# Water closet / toilet room size and entry question.



## mav99 (May 2, 2021)

Hi all,

I'm building a second story in San Diego, California and in the master suite there is a toilet room. 

My first question is that I understand that it has to be 30" minimum width. I believe it needs 24" minimum in front of the toilet as well. Does it also need to be at least 60" long? I ask because the toilet I will use is only 27" long and will be put against the back wall, which, when adding 24" in front of it, would make the entire compartment only 51" long. So do I need to put 33" in front of the toilet to the door opening instead of the 24"?

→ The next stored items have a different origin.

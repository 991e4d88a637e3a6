/*
 * SPDX-FileCopyrightText: 2025 Tommaso Fontana
 * SPDX-FileCopyrightText: 2025 Sebastiano Vigna
 *
 * SPDX-License-Identifier: Apache-2.0 OR LGPL-2.1-or-later
 */

//! Angular quadratures and direction grouping.
//!
//! The sweep core consumes a quadrature as a flat list of weighted unit
//! directions. Construction here is limited to the Gauss–Legendre families
//! the tests and reference problems need; production quadratures obeying the
//! same contract can be supplied directly.

use crate::errors::SweepError;
use anyhow::{ensure, Result};
use itertools::Itertools;

/// A single quadrature direction.
#[derive(Debug, Clone, Copy)]
pub struct Direction {
    /// Unit direction vector.
    pub omega: [f64; 3],
    pub weight: f64,
}

impl Direction {
    /// Sign bits of the direction components, with zeros counted as
    /// positive. Used as scheduling tie-breakers and octant keys.
    pub fn sign_bits(&self) -> [bool; 3] {
        [
            self.omega[0] >= 0.0,
            self.omega[1] >= 0.0,
            self.omega[2] >= 0.0,
        ]
    }

    /// Octant index in `0..8` derived from [`sign_bits`](Self::sign_bits).
    pub fn octant(&self) -> usize {
        let s = self.sign_bits();
        (s[0] as usize) | (s[1] as usize) << 1 | (s[2] as usize) << 2
    }
}

/// An angular quadrature: an indexed set of weighted unit directions.
#[derive(Debug, Clone)]
pub struct AngularQuadrature {
    pub directions: Vec<Direction>,
}

/// Computes the Gauss–Legendre nodes and weights on `[-1, 1]` by Newton
/// iteration on the Legendre recurrence.
fn gauss_legendre_points(n: usize) -> Vec<(f64, f64)> {
    let mut points = Vec::with_capacity(n);
    for i in 0..n {
        // Chebyshev initial guess.
        let mut x = (std::f64::consts::PI * (i as f64 + 0.75) / (n as f64 + 0.5)).cos();
        let mut dp = 0.0;
        for _ in 0..100 {
            let mut p0 = 1.0;
            let mut p1 = x;
            for k in 2..=n {
                let p2 = ((2 * k - 1) as f64 * x * p1 - (k - 1) as f64 * p0) / k as f64;
                p0 = p1;
                p1 = p2;
            }
            dp = n as f64 * (x * p1 - p0) / (x * x - 1.0);
            let dx = p1 / dp;
            x -= dx;
            if dx.abs() < 1e-15 {
                break;
            }
        }
        let w = 2.0 / ((1.0 - x * x) * dp * dp);
        points.push((-x, w));
    }
    points.sort_by(|a, b| a.0.partial_cmp(&b.0).unwrap());
    points
}

impl AngularQuadrature {
    /// 1-D slab Gauss–Legendre quadrature with `n` directions ±μ.
    ///
    /// Weights sum to 2.
    pub fn gauss_legendre_1d(n: usize) -> Result<Self> {
        ensure!(n >= 2 && n % 2 == 0, "slab quadrature needs an even n >= 2");
        let directions = gauss_legendre_points(n)
            .into_iter()
            .map(|(mu, w)| Direction {
                omega: [mu, 0.0, 0.0],
                weight: w,
            })
            .collect();
        Ok(AngularQuadrature { directions })
    }

    /// Product quadrature: Gauss–Legendre in the polar cosine, uniform in
    /// azimuth, over the full sphere. `n_polar` polar levels per hemisphere,
    /// `n_azimuthal` azimuthal angles per octant. Weights sum to 4π.
    pub fn product(n_polar: usize, n_azimuthal: usize) -> Result<Self> {
        ensure!(n_polar >= 1 && n_azimuthal >= 1, "empty product quadrature");
        let polar = gauss_legendre_points(2 * n_polar);
        let n_azi = 4 * n_azimuthal;
        let mut directions = Vec::with_capacity(polar.len() * n_azi);
        for &(xi, w_polar) in &polar {
            let sin_theta = (1.0 - xi * xi).sqrt();
            for q in 0..n_azi {
                let phi = 2.0 * std::f64::consts::PI * (q as f64 + 0.5) / n_azi as f64;
                directions.push(Direction {
                    omega: [sin_theta * phi.cos(), sin_theta * phi.sin(), xi],
                    weight: w_polar * 2.0 * std::f64::consts::PI / n_azi as f64,
                });
            }
        }
        Ok(AngularQuadrature { directions })
    }

    pub fn num_angles(&self) -> usize {
        self.directions.len()
    }

    pub fn omega(&self, i: usize) -> [f64; 3] {
        self.directions[i].omega
    }

    pub fn weight(&self, i: usize) -> f64 {
        self.directions[i].weight
    }

    /// Sum of all weights, i.e. the measure of the angular domain.
    pub fn total_weight(&self) -> f64 {
        self.directions.iter().map(|d| d.weight).sum()
    }

    /// For a reflecting boundary whose outward normal is the coordinate axis
    /// `axis`, maps every direction to the direction with the `axis`
    /// component negated.
    ///
    /// Fails with [`SweepError::InvalidConfiguration`] if the quadrature is
    /// not symmetric about that plane.
    pub fn reflection_map(&self, axis: usize) -> Result<Vec<usize>> {
        let mut map = vec![usize::MAX; self.num_angles()];
        for (i, dir) in self.directions.iter().enumerate() {
            let mut mirrored = dir.omega;
            mirrored[axis] = -mirrored[axis];
            let found = self.directions.iter().position(|other| {
                crate::math::points_coincide(other.omega, mirrored, 1e-12)
            });
            match found {
                Some(j) => map[i] = j,
                None => {
                    return Err(SweepError::InvalidConfiguration(format!(
                        "quadrature is not symmetric about axis {axis}: direction {i} has no mirror"
                    ))
                    .into())
                }
            }
        }
        Ok(map)
    }
}

/// How directions sharing a sweep ordering are grouped into angle-sets.
#[derive(Debug, Clone, Copy, PartialEq, Eq)]
pub enum AngleAggregation {
    /// One angle-set per direction.
    Single,
    /// One angle-set per octant.
    Octant,
    /// Within an octant, one angle-set per polar level.
    Polar,
    /// Within an octant, one angle-set per azimuthal angle.
    Azimuthal,
}

/// A group of directions guaranteed to share one sweep ordering, split into
/// the per-angle-set direction lists the aggregation policy asks for.
#[derive(Debug, Clone)]
pub struct DirectionGroup {
    /// Representative direction used to build the shared SPDS.
    pub master_direction: usize,
    /// One entry per angle-set: the direction indices it advances together.
    pub angle_sets: Vec<Vec<usize>>,
}

/// Groups the quadrature by octant (directions in one octant see identical
/// face orientations on orthogonal grids) and applies the aggregation policy
/// within each octant.
pub fn associate_directions(
    quadrature: &AngularQuadrature,
    aggregation: AngleAggregation,
) -> Vec<DirectionGroup> {
    let mut octants: Vec<Vec<usize>> = vec![Vec::new(); 8];
    for (i, dir) in quadrature.directions.iter().enumerate() {
        octants[dir.octant()].push(i);
    }
    let mut groups = Vec::new();
    for members in octants.into_iter().filter(|m| !m.is_empty()) {
        let angle_sets: Vec<Vec<usize>> = match aggregation {
            AngleAggregation::Single => members.iter().map(|&i| vec![i]).collect(),
            AngleAggregation::Octant => vec![members.clone()],
            AngleAggregation::Polar => split_by_key(quadrature, &members, |o| o[2]),
            AngleAggregation::Azimuthal => {
                split_by_key(quadrature, &members, |o| o[1].atan2(o[0]))
            }
        };
        groups.push(DirectionGroup {
            master_direction: members[0],
            angle_sets,
        });
    }
    groups
}

/// Splits `members` into runs sharing the same key value (within a small
/// tolerance), preserving index order.
fn split_by_key(
    quadrature: &AngularQuadrature,
    members: &[usize],
    key: impl Fn([f64; 3]) -> f64,
) -> Vec<Vec<usize>> {
    let sorted: Vec<usize> = members
        .iter()
        .copied()
        .sorted_by(|&a, &b| {
            key(quadrature.omega(a))
                .partial_cmp(&key(quadrature.omega(b)))
                .unwrap()
                .then(a.cmp(&b))
        })
        .collect();
    let mut sets: Vec<Vec<usize>> = Vec::new();
    for &i in &sorted {
        match sets.last_mut() {
            Some(last) if (key(quadrature.omega(last[0])) - key(quadrature.omega(i))).abs() < 1e-12 => {
                last.push(i)
            }
            _ => sets.push(vec![i]),
        }
    }
    sets
}

#[cfg(test)]
mod test {
    use super::*;

    #[test]
    fn test_gl_1d_weights() {
        let quad = AngularQuadrature::gauss_legendre_1d(4).unwrap();
        assert_eq!(quad.num_angles(), 4);
        assert!((quad.total_weight() - 2.0).abs() < 1e-13);
        // Known S4 Gauss-Legendre abscissae.
        assert!((quad.omega(0)[0] + 0.8611363115940526).abs() < 1e-12);
        assert!((quad.omega(1)[0] + 0.3399810435848563).abs() < 1e-12);
    }

    #[test]
    fn test_product_weights() {
        let quad = AngularQuadrature::product(2, 2).unwrap();
        assert!((quad.total_weight() - 4.0 * std::f64::consts::PI).abs() < 1e-11);
        for dir in &quad.directions {
            assert!((crate::math::norm(dir.omega) - 1.0).abs() < 1e-12);
        }
    }

    #[test]
    fn test_reflection_map_involution() {
        let quad = AngularQuadrature::gauss_legendre_1d(4).unwrap();
        let map = quad.reflection_map(0).unwrap();
        for (i, &j) in map.iter().enumerate() {
            assert_eq!(map[j], i);
            assert!((quad.omega(i)[0] + quad.omega(j)[0]).abs() < 1e-12);
        }
    }

    #[test]
    fn test_octant_grouping() {
        let quad = AngularQuadrature::product(1, 1).unwrap();
        let groups = associate_directions(&quad, AngleAggregation::Octant);
        assert_eq!(groups.len(), 8);
        for group in &groups {
            assert_eq!(group.angle_sets.len(), 1);
            assert_eq!(group.angle_sets[0].len(), 1);
        }
    }

    #[test]
    fn test_single_aggregation() {
        let quad = AngularQuadrature::gauss_legendre_1d(2).unwrap();
        let groups = associate_directions(&quad, AngleAggregation::Single);
        assert_eq!(groups.len(), 2);
        assert!(groups.iter().all(|g| g.angle_sets.len() == 1));
    }
}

My second question is about the door opening to this toilet room. What is the narrowest opening permissible? I was planning on putting in a 30" prehung door frame so it would be a 28" door.

Thanks in advance!


----------



## SH225 (May 3, 2021)

There appears to be no minimum door width or minimum toilet compartment length in the California code. IRC doesn’t have either of those, other than a requirement for egress door. IPC has a requirement for 60 inches in the toilet compartment, but that’s not adopted in California.


----------



## Paul Sweet (May 3, 2021)

A walker won't fit through a 24" door, so I wouldn't go with anything narrower than a 28" door.


----------



## Pcinspector1 (May 3, 2021)

60-inches is the common width of the tub. Not aware of a minimum bathroom door width, but you have to be able to get the fixtures through the opening. I have seen a 2-0 (24") door used but the common size around here is a 2'4 door. (28").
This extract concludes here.